An important consequence of IMP1–RNA binding is the re-modelling of the local RNA structure. The well-described RNA re-modelling by the KH3KH4 di-domains (14,18), together with fluorescence correlation spectroscopy data linking IMP1–mRNA dissociation to a change in RNA mobility (7), indicate that IMP1 function may be associated with re-modelling or ‘packaging’ of the mRNA targets. However, if and how KH1 and KH2 also contribute to the re-modelling of the diverse set of RNA targets was unclear. Our data show that the RNA-binding affinity and the inter-domain coupling of KH1 and KH2 are very different from that of KH3 and KH4, although the arrangement of the di-domain unit is similar in KH3KH4, both KH3 and KH4 bind RNA with Kd ∼1 μM. In contrast, in KH1KH2 the affinity of KH2 (Kd∼100 μM) is ∼2 orders of magnitude lower than that of KH1 (0.5 μM) and this could influence the RNA-binding mode and its capacity to re-model the RNA. However, we show that, despite the low-binding affinity of KH2, KH1KH2 binds RNA with an overall Kd in the nanomolar range. Our simulations explain that in the second step of KH1KH2 binding, a very fast ‘closing’ of the RNA loop compensates for the short lifetime of the KH2–RNA interaction. Arguably, one of the determinants of this is the fast association of the KH2 domain with RNA, which is 10 times faster than any of the other three KH domains. Other contributions to overall affinity may derive, for example, from positively charged residues on the protein surface (Supplementary Figure S2), which could direct the RNA chain towards the second RNA-binding groove on KH1 after the initial encounter with KH2. Regardless, these data describe the plasticity of a two-domain system that can accommodate very different affinities and specificities of the two individual domains. In IMP1, this understanding provides a mechanistic framework to interpret the role of KH1KH2 in the interaction with cancer related targets. More broadly, this concept applies to other proteins that contain similar di-domain RNA recognition units, KH or RRM-based, and it explains that RNA re-modelling may be a broader phenomenon than initially thought.

DATA AVAILABILITY

The IMP1 KH1KH2 coordinates and structure factors have been deposited in the Protein Data Bank under accession number 6QEY. NMR resonance assignments have been deposited in the Biological Magnetic Resonance Data Bank under accession number 27777. The plasmid for the expression of IMP1KH1KH2 is available from the authors upon request. The computer code for the kinetic simulations of IMP1 KH1KH2–RNA interactions is available from the authors upon request.

Supplementary Material

Supplementary Data

ACKNOWLEDGEMENTS

We thank Drs Chris Gallagher, Virginia Castilla Llorente and Evangelos Christodoulou for assistance with cloning, Dr Virginia Castilla Llorente for advice on the analysis of IMP1 target sequences and Ms Sofia Verma for the preparation of a protein sample. We gratefully acknowledge Diamond Light Source (Grant No MX13775) and beamline IO2 for access. NMR spectra were recorded at the MRC Biomedical NMR and UCL NMR facilities and we thank Alain Oregioni and Angelo Figuereido for assistance. We thank Laura Masino for assistance in the recording of CD thermal denaturation data.

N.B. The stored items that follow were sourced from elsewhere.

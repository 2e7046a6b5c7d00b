use std::path::PathBuf;
use std::sync::Arc;

use anyhow::{Context, Result};
use axum::extract::{Path, State};
use axum::http::StatusCode;
use axum::routing::{get, post};
use axum::{Json, Router};
use dashmap::DashMap;
use serde::{Deserialize, Serialize};
use tower::ServiceBuilder;
use tower_http::cors::CorsLayer;
use tower_http::trace::TraceLayer;
use tracing::{error, info};
use uuid::Uuid;

use ingest::FileReader;
use pipeline::{Answer, BuildStats, KnowledgeBase, Pipeline, export_artifacts};
use query::Mode;

use crate::config::AppConfig;
use crate::metrics::{Metrics, MetricsSnapshot, TimedOperation};

/// Shared server state: one pipeline, many built knowledge bases.
#[derive(Clone)]
pub struct AppState {
    pipeline: Arc<Pipeline>,
    bases: Arc<DashMap<Uuid, Arc<KnowledgeBase>>>,
    metrics: Arc<Metrics>,
    config: Arc<AppConfig>,
}

impl AppState {
    pub fn new(pipeline: Pipeline, config: AppConfig) -> Self {
        Self {
            pipeline: Arc::new(pipeline),
            bases: Arc::new(DashMap::new()),
            metrics: Metrics::new(),
            config: Arc::new(config),
        }
    }
}

#[derive(Debug, Deserialize)]
pub struct IngestRequest {
    /// Path to a .txt/.md file or a directory of them. Wins over `text`
    /// when both are given.
    pub path: Option<String>,
    /// Inline document text.
    pub text: Option<String>,
}

#[derive(Debug, Serialize)]
pub struct IngestResponse {
    pub id: Uuid,
    pub stats: BuildStats,
}

#[derive(Debug, Deserialize)]
pub struct QueryRequest {
    pub id: Uuid,
    pub question: String,
    #[serde(default)]
    pub mode: Mode,
}

#[derive(Debug, Serialize)]
pub struct HealthResponse {
    pub ollama: String,
    pub knowledge_bases: usize,
}

pub fn router(state: AppState) -> Router {
    Router::new()
        .route("/health", get(health_check))
        .route("/ingest", post(ingest_document))
        .route("/query", post(answer_question))
        .route("/stats/:id", get(get_stats))
        .route("/metrics", get(get_metrics))
        .with_state(state)
        .layer(
            ServiceBuilder::new()
                .layer(TraceLayer::new_for_http())
                .layer(CorsLayer::permissive()),
        )
}

/// Bind the configured address and serve until the process is stopped.
pub async fn serve(state: AppState) -> Result<()> {
    let addr = state.config.server.bind_addr();
    let listener = tokio::net::TcpListener::bind(&addr)
        .await
        .with_context(|| format!("failed to bind {addr}"))?;
    info!(addr = %addr, "listening");
    axum::serve(listener, router(state))
        .await
        .context("server terminated")?;
    Ok(())
}

async fn health_check(State(state): State<AppState>) -> Json<HealthResponse> {
    let ollama = match reqwest::get(&state.config.ollama.base_url).await {
        Ok(resp) if resp.status().is_success() => "ok".to_string(),
        Ok(resp) => format!("error: status {}", resp.status()),
        Err(e) => format!("error: {e}"),
    };
    Json(HealthResponse {
        ollama,
        knowledge_bases: state.bases.len(),
    })
}

async fn ingest_document(
    State(state): State<AppState>,
    Json(req): Json<IngestRequest>,
) -> Result<Json<IngestResponse>, StatusCode> {
    let timer = TimedOperation::start();
    let text = match read_corpus(&req).await {
        Ok(text) => text,
        Err(status) => {
            state.metrics.record_request(false);
            return Err(status);
        }
    };

    let base = match state.pipeline.build(&text).await {
        Ok(base) => base,
        Err(e) => {
            error!(error = %e, "build failed");
            state.metrics.record_request(false);
            return Err(StatusCode::INTERNAL_SERVER_ERROR);
        }
    };

    let stats = base.stats();
    let id = Uuid::new_v4();

    if state.config.export.enabled {
        let dir = state.config.export.dir.join(id.to_string());
        // Export failures lose the artifact files, not the build.
        if let Err(e) = export_artifacts(&base, &dir).await {
            error!(error = %e, dir = %dir.display(), "artifact export failed");
        }
    }

    state.bases.insert(id, Arc::new(base));
    state.metrics.record_build(timer.elapsed(), &stats);
    state.metrics.record_request(true);
    info!(
        id = %id,
        chunks = stats.chunks,
        entities = stats.entities,
        communities = stats.communities,
        "knowledge base registered"
    );

    Ok(Json(IngestResponse { id, stats }))
}

async fn read_corpus(req: &IngestRequest) -> Result<String, StatusCode> {
    if let Some(path) = &req.path {
        let path = PathBuf::from(path);
        if !path.exists() {
            return Err(StatusCode::NOT_FOUND);
        }
        FileReader::read_path(&path).await.map_err(|e| {
            error!(error = %e, path = %path.display(), "failed to read corpus");
            StatusCode::INTERNAL_SERVER_ERROR
        })
    } else if let Some(text) = &req.text {
        Ok(text.clone())
    } else {
        Err(StatusCode::BAD_REQUEST)
    }
}

async fn answer_question(
    State(state): State<AppState>,
    Json(req): Json<QueryRequest>,
) -> Result<Json<Answer>, StatusCode> {
    let Some(base) = state.bases.get(&req.id).map(|entry| entry.value().clone()) else {
        state.metrics.record_request(false);
        return Err(StatusCode::NOT_FOUND);
    };

    let timer = TimedOperation::start();
    match base.answer(&req.question, req.mode).await {
        Ok(answer) => {
            state.metrics.record_query(timer.elapsed());
            state.metrics.record_request(true);
            Ok(Json(answer))
        }
        Err(e) => {
            error!(error = %e, id = %req.id, "query failed");
            state.metrics.record_request(false);
            Err(StatusCode::INTERNAL_SERVER_ERROR)
        }
    }
}

async fn get_stats(
    State(state): State<AppState>,
    Path(id): Path<Uuid>,
) -> Result<Json<BuildStats>, StatusCode> {
    match state.bases.get(&id).map(|entry| entry.stats()) {
        Some(stats) => Ok(Json(stats)),
        None => Err(StatusCode::NOT_FOUND),
    }
}

async fn get_metrics(State(state): State<AppState>) -> Json<MetricsSnapshot> {
    Json(state.metrics.snapshot())
}
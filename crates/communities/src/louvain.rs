use std::collections::{BTreeMap, HashMap};

use rand::SeedableRng;
use rand::rngs::StdRng;
use rand::seq::SliceRandom;
use serde::{Deserialize, Serialize};
use tracing::debug;

use graph::KnowledgeGraph;

use crate::partition::Partition;

#[derive(Debug, Clone, Serialize, Deserialize)]
pub struct LouvainConfig {
    /// Upper bound on coarsening levels.
    #[serde(default = "default_max_passes")]
    pub max_passes: usize,
    /// Minimum modularity gain required to move a node. Damps oscillation
    /// between equally good communities.
    #[serde(default = "default_min_gain")]
    pub min_gain: f64,
    /// Fixed shuffle seed. `None` visits nodes in a random order each run.
    #[serde(default)]
    pub seed: Option<u64>,
}

fn default_max_passes() -> usize {
    10
}

fn default_min_gain() -> f64 {
    1e-7
}

impl Default for LouvainConfig {
    fn default() -> Self {
        Self {
            max_passes: default_max_passes(),
            min_gain: default_min_gain(),
            seed: None,
        }
    }
}

/// Weighted Louvain community detection.
///
/// Runs the usual two phases per level: greedy local moving of nodes between
/// neighbouring communities while modularity improves, then coarsening the
/// graph with one super-node per community. Stops when a level produces no
/// merge or `max_passes` levels are reached.
pub struct LouvainDetector {
    config: LouvainConfig,
}

impl LouvainDetector {
    pub fn new(config: LouvainConfig) -> Self {
        Self { config }
    }

    pub fn detect(&self, graph: &KnowledgeGraph) -> Partition {
        self.detect_edges(graph.entity_count(), &graph.edge_list())
    }

    /// Detect communities on a raw weighted edge list over dense node
    /// indices `0..node_count`.
    pub fn detect_edges(&self, node_count: usize, edges: &[(usize, usize, f64)]) -> Partition {
        if node_count == 0 {
            return Partition::new(Vec::new(), 0);
        }

        let mut rng = match self.config.seed {
            Some(seed) => StdRng::seed_from_u64(seed),
            None => StdRng::from_entropy(),
        };

        let mut level = Level::from_edges(node_count, edges);
        let mut node_to_comm: Vec<usize> = (0..node_count).collect();

        for pass in 0..self.config.max_passes {
            let (mut comm, moved) = self.local_moving(&level, &mut rng);
            let count = renumber(&mut comm);

            for c in node_to_comm.iter_mut() {
                *c = comm[*c];
            }

            if !moved || count == level.node_count() {
                debug!(pass, communities = count, "community detection converged");
                break;
            }

            level = level.coarsen(&comm, count);
        }

        // Final renumbering by original node order gives canonical ids
        // independent of the visiting order.
        let count = renumber(&mut node_to_comm);
        Partition::new(node_to_comm, count)
    }

    /// Phase one: sweep nodes in shuffled order, moving each to the
    /// neighbouring community with the highest modularity gain, until a full
    /// sweep moves nothing.
    fn local_moving(&self, level: &Level, rng: &mut StdRng) -> (Vec<usize>, bool) {
        let n = level.node_count();
        let degrees: Vec<f64> = (0..n).map(|u| level.degree(u)).collect();
        let two_m: f64 = degrees.iter().sum();

        let mut comm: Vec<usize> = (0..n).collect();
        if two_m == 0.0 {
            return (comm, false);
        }
        let mut tot = degrees.clone();

        let mut order: Vec<usize> = (0..n).collect();
        let mut moved_any = false;

        loop {
            let mut moved_this_sweep = false;
            order.shuffle(rng);

            for &u in &order {
                let ku = degrees[u];
                let current = comm[u];

                // Edge weight from u into each neighbouring community.
                // BTreeMap keeps candidate order deterministic under a seed.
                let mut to_comm: BTreeMap<usize, f64> = BTreeMap::new();
                for &(v, w) in &level.adj[u] {
                    *to_comm.entry(comm[v]).or_insert(0.0) += w;
                }

                tot[current] -= ku;
                let stay_gain =
                    to_comm.get(&current).copied().unwrap_or(0.0) - ku * tot[current] / two_m;

                let mut best_comm = current;
                let mut best_gain = stay_gain;
                for (&c, &w_uc) in &to_comm {
                    if c == current {
                        continue;
                    }
                    let gain = w_uc - ku * tot[c] / two_m;
                    if gain > best_gain + self.config.min_gain {
                        best_gain = gain;
                        best_comm = c;
                    }
                }

                tot[best_comm] += ku;
                if best_comm != current {
                    comm[u] = best_comm;
                    moved_this_sweep = true;
                    moved_any = true;
                }
            }

            if !moved_this_sweep {
                break;
            }
        }

        (comm, moved_any)
    }
}

/// One coarsening level: adjacency without self entries, plus accumulated
/// self-loop weight per node. A node's weighted degree counts its self-loop
/// twice, matching the internal weight it absorbed when coarsened.
struct Level {
    adj: Vec<Vec<(usize, f64)>>,
    self_w: Vec<f64>,
}

impl Level {
    fn from_edges(n: usize, edges: &[(usize, usize, f64)]) -> Self {
        let mut adj = vec![Vec::new(); n];
        let mut self_w = vec![0.0; n];
        for &(a, b, w) in edges {
            if a == b {
                self_w[a] += w;
            } else {
                adj[a].push((b, w));
                adj[b].push((a, w));
            }
        }
        Self { adj, self_w }
    }

    fn node_count(&self) -> usize {
        self.adj.len()
    }

    fn degree(&self, u: usize) -> f64 {
        self.adj[u].iter().map(|&(_, w)| w).sum::<f64>() + 2.0 * self.self_w[u]
    }

    /// Phase two: one super-node per community. Intra-community weight
    /// becomes self-loop weight; inter-community edges are summed.
    fn coarsen(&self, comm: &[usize], count: usize) -> Level {
        let mut self_w = vec![0.0; count];
        let mut between: HashMap<(usize, usize), f64> = HashMap::new();

        for u in 0..self.node_count() {
            self_w[comm[u]] += self.self_w[u];
            for &(v, w) in &self.adj[u] {
                if u > v {
                    continue;
                }
                let (cu, cv) = (comm[u], comm[v]);
                if cu == cv {
                    self_w[cu] += w;
                } else {
                    let key = if cu < cv { (cu, cv) } else { (cv, cu) };
                    *between.entry(key).or_insert(0.0) += w;
                }
            }
        }

        let mut adj = vec![Vec::new(); count];
        for ((a, b), w) in between {
            adj[a].push((b, w));
            adj[b].push((a, w));
        }
        Level { adj, self_w }
    }
}

/// Remap community ids to `0..k` in order of first appearance. Returns `k`.
fn renumber(comm: &mut [usize]) -> usize {
    let mut mapping: HashMap<usize, usize> = HashMap::new();
    for c in comm.iter_mut() {
        let next = mapping.len();
        let id = *mapping.entry(*c).or_insert(next);
        *c = id;
    }
    mapping.len()
}
use serde::{Deserialize, Serialize};

/// A contiguous span of source text produced by the semantic chunker.
///
/// Chunk ids are dense indices assigned in document order, so they double
/// as positions into per-chunk side tables (embeddings, graph origins).
#[derive(Debug, Clone, Serialize, Deserialize, PartialEq, Eq)]
pub struct Chunk {
    pub id: usize,
    pub text: String,
}

impl Chunk {
    pub fn new(id: usize, text: String) -> Self {
        Self { id, text }
    }

    /// Number of whitespace-delimited tokens in the chunk text.
    pub fn token_count(&self) -> usize {
        self.text.split_whitespace().count()
    }
}

#[cfg(test)]
mod tests {
    use super::*;

    #[test]
    fn token_count_splits_on_whitespace() {
        let chunk = Chunk::new(0, "one two  three\nfour".to_string());
        assert_eq!(chunk.token_count(), 4);
    }

    #[test]
    fn empty_chunk_has_zero_tokens() {
        let chunk = Chunk::new(0, String::new());
        assert_eq!(chunk.token_count(), 0);
    }
}
pub mod store;

pub use store::EmbeddingStore;
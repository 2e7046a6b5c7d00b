pub fn build_entity_prompt(chunk_text: &str) -> String {
    format!(
        r#"Extract the key entities mentioned in the following text.

INSTRUCTIONS:
1. Identify people, organizations, concepts, locations and events
2. Output ONLY valid JSON, nothing else
3. Use the exact schema below

SCHEMA:
{{
  "entities": ["entity name", "another entity"]
}}

RULES:
- Use the surface form that appears in the text
- Extract 3-10 entities
- Output ONLY the JSON object, no markdown, no explanations

TEXT:
{}

JSON OUTPUT:"#,
        chunk_text
    )
}

pub fn build_relation_prompt(chunk_text: &str, entities: &[String]) -> String {
    format!(
        r#"Extract relationships between the listed entities from the following text.

INSTRUCTIONS:
1. Only use entities from the ENTITIES list as source and target
2. Output ONLY valid JSON, nothing else
3. Use the exact schema below

SCHEMA:
{{
  "relations": [
    {{"source": "entity name", "target": "entity name", "relation": "relationship_type"}}
  ]
}}

RULES:
- Relation types should be short verbs: "founded", "opposed", "studied", "influenced", etc.
- Only include relationships stated in the text
- Output ONLY the JSON object, no markdown, no explanations

ENTITIES:
{}

TEXT:
{}

JSON OUTPUT:"#,
        entities.join(", "),
        chunk_text
    )
}

pub fn build_retry_prompt(invalid_json: &str) -> String {
    format!(
        r#"The following JSON is invalid:

{}

Fix this JSON. Output only valid JSON with no markdown formatting, no code blocks, no explanations. Just the raw JSON object."#,
        invalid_json
    )
}
//! One-shot batch flow: read a corpus, build the knowledge base, answer a
//! single question and print the answer with its sources.

use std::path::PathBuf;

use anyhow::Result;
use clap::Parser;

use api::config::AppConfig;
use ingest::FileReader;
use query::Mode;

#[derive(Parser)]
#[command(name = "ask", version, about = "Answer one question against a corpus")]
struct Args {
    /// Corpus file (.txt/.md) or directory of them.
    #[arg(long)]
    file: PathBuf,
    /// The question to answer.
    #[arg(long)]
    question: String,
    /// Retrieval mode: local, global or auto.
    #[arg(long, default_value = "auto")]
    mode: Mode,
    /// YAML config file; defaults apply for anything it omits.
    #[arg(long)]
    config: Option<PathBuf>,
}

#[tokio::main]
async fn main() -> Result<()> {
    tracing_subscriber::fmt::init();
    let args = Args::parse();

    let config = AppConfig::load(args.config.as_deref())?;
    let pipeline = api::build_pipeline(&config);

    let text = FileReader::read_path(&args.file).await?;
    let base = pipeline.build(&text).await?;
    let stats = base.stats();
    println!(
        "Built knowledge base: {} chunks, {} entities, {} relations, {} communities",
        stats.chunks, stats.entities, stats.relations, stats.communities
    );

    let answer = base.answer(&args.question, args.mode).await?;

    println!("\n=== Answer ({} mode) ===", answer.mode);
    println!("{}", answer.answer);
    if !answer.chunk_ids.is_empty() {
        println!("\nSource chunks: {:?}", answer.chunk_ids);
    }
    if !answer.community_ids.is_empty() {
        println!("Source communities: {:?}", answer.community_ids);
    }
    Ok(())
}
use std::fmt;
use std::str::FromStr;

use serde::{Deserialize, Serialize};

/// Word-count bound under which a question naming a known entity is
/// treated as entity-focused.
pub const SHORT_QUERY_WORDS: usize = 12;

/// Retrieval emphasis for a question. `Auto` defers the choice to the
/// shape of the question at answer time.
#[derive(Debug, Clone, Copy, Default, PartialEq, Eq, Serialize, Deserialize)]
#[serde(rename_all = "lowercase")]
pub enum Mode {
    Local,
    Global,
    #[default]
    Auto,
}

impl Mode {
    /// Collapse `Auto` into `Local` or `Global`: a question of at most
    /// [`SHORT_QUERY_WORDS`] whitespace-separated words that mentions a
    /// known entity (case-insensitive substring) goes local, everything
    /// else global. Explicit modes pass through unchanged.
    pub fn resolve<'a, I>(self, question: &str, entities: I) -> Mode
    where
        I: IntoIterator<Item = &'a str>,
    {
        match self {
            Mode::Local | Mode::Global => self,
            Mode::Auto => {
                if question.split_whitespace().count() > SHORT_QUERY_WORDS {
                    return Mode::Global;
                }
                let question = question.to_lowercase();
                let mentions_entity = entities
                    .into_iter()
                    .filter(|name| !name.is_empty())
                    .any(|name| question.contains(&name.to_lowercase()));
                if mentions_entity { Mode::Local } else { Mode::Global }
            }
        }
    }
}

impl fmt::Display for Mode {
    fn fmt(&self, f: &mut fmt::Formatter<'_>) -> fmt::Result {
        match self {
            Mode::Local => write!(f, "local"),
            Mode::Global => write!(f, "global"),
            Mode::Auto => write!(f, "auto"),
        }
    }
}

impl FromStr for Mode {
    type Err = String;

    fn from_str(s: &str) -> Result<Self, Self::Err> {
        match s.to_ascii_lowercase().as_str() {
            "local" => Ok(Mode::Local),
            "global" => Ok(Mode::Global),
            "auto" => Ok(Mode::Auto),
            other => Err(format!(
                "unknown mode '{other}', expected local, global or auto"
            )),
        }
    }
}

#[cfg(test)]
mod tests {
    use super::*;

    const ENTITIES: [&str; 2] = ["ambedkar", "constitution"];

    #[test]
    fn short_question_naming_an_entity_goes_local() {
        let mode = Mode::Auto.resolve("Who drafted the Constitution?", ENTITIES);
        assert_eq!(mode, Mode::Local);
    }

    #[test]
    fn short_question_without_entities_goes_global() {
        let mode = Mode::Auto.resolve("What are the main themes?", ENTITIES);
        assert_eq!(mode, Mode::Global);
    }

    #[test]
    fn long_question_goes_global_even_with_an_entity() {
        let question = "Considering every argument made across all chapters, \
                        how does the Constitution relate to the broader themes?";
        let mode = Mode::Auto.resolve(question, ENTITIES);
        assert_eq!(mode, Mode::Global);
    }

    #[test]
    fn explicit_modes_pass_through() {
        assert_eq!(Mode::Local.resolve("anything at all", ENTITIES), Mode::Local);
        assert_eq!(
            Mode::Global.resolve("Who drafted the Constitution?", ENTITIES),
            Mode::Global
        );
    }

    #[test]
    fn no_entities_means_global() {
        let mode = Mode::Auto.resolve("Who drafted the Constitution?", []);
        assert_eq!(mode, Mode::Global);
    }

    #[test]
    fn modes_parse_from_strings() {
        assert_eq!("local".parse::<Mode>().unwrap(), Mode::Local);
        assert_eq!("GLOBAL".parse::<Mode>().unwrap(), Mode::Global);
        assert_eq!("auto".parse::<Mode>().unwrap(), Mode::Auto);
        assert!("hybrid".parse::<Mode>().is_err());
    }
}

Authors contributions: Cloning of the KH1KH2 construct and preparation of the protein samples was performed by R.D. NMR experiments, including relaxation and RDC measurements, were recorded and analysed by R.D. and G.K. ITC experiments were recorded and analysed by R.D. BLI experiments were recorded by R.D. and F.H. and analysed by S.M., F.H. and R.D. Kinetic modelling was performed by S.M. Crystallization was performed by R.O. and R.D. X-ray data collection, data processing, model building and refinement were performed by N.B and A.P. The project was designed by A.R. and the manuscript was written by A.R., R.D., I.T., S.M. and N.B. with help from all of the other authors.

SUPPLEMENTARY DATA

Supplementary Data are available at NAR Online.

FUNDING

This work was supported by the UK Medical Research Council (grant numbers U117574558, MC_PC_13051 to A.R.). It was also supported by University College London (A.R.) and by the Francis Crick Institute (I.A.T), which receives its core funding from Cancer Research UK (FC001178) the UK Medical Research Council (FC001178) and the Wellcome trust (FC001178). The work was supported by the Francis Crick Institute also through provision of access to the MRC Biomedical NMR Centre (Francis Crick Institute core funding by Cancer Research UK (FC001029), the UK Medical Research Council (FC001029), and the Wellcome Trust (FC001029). Funding for open access charge: RCUK to UCL.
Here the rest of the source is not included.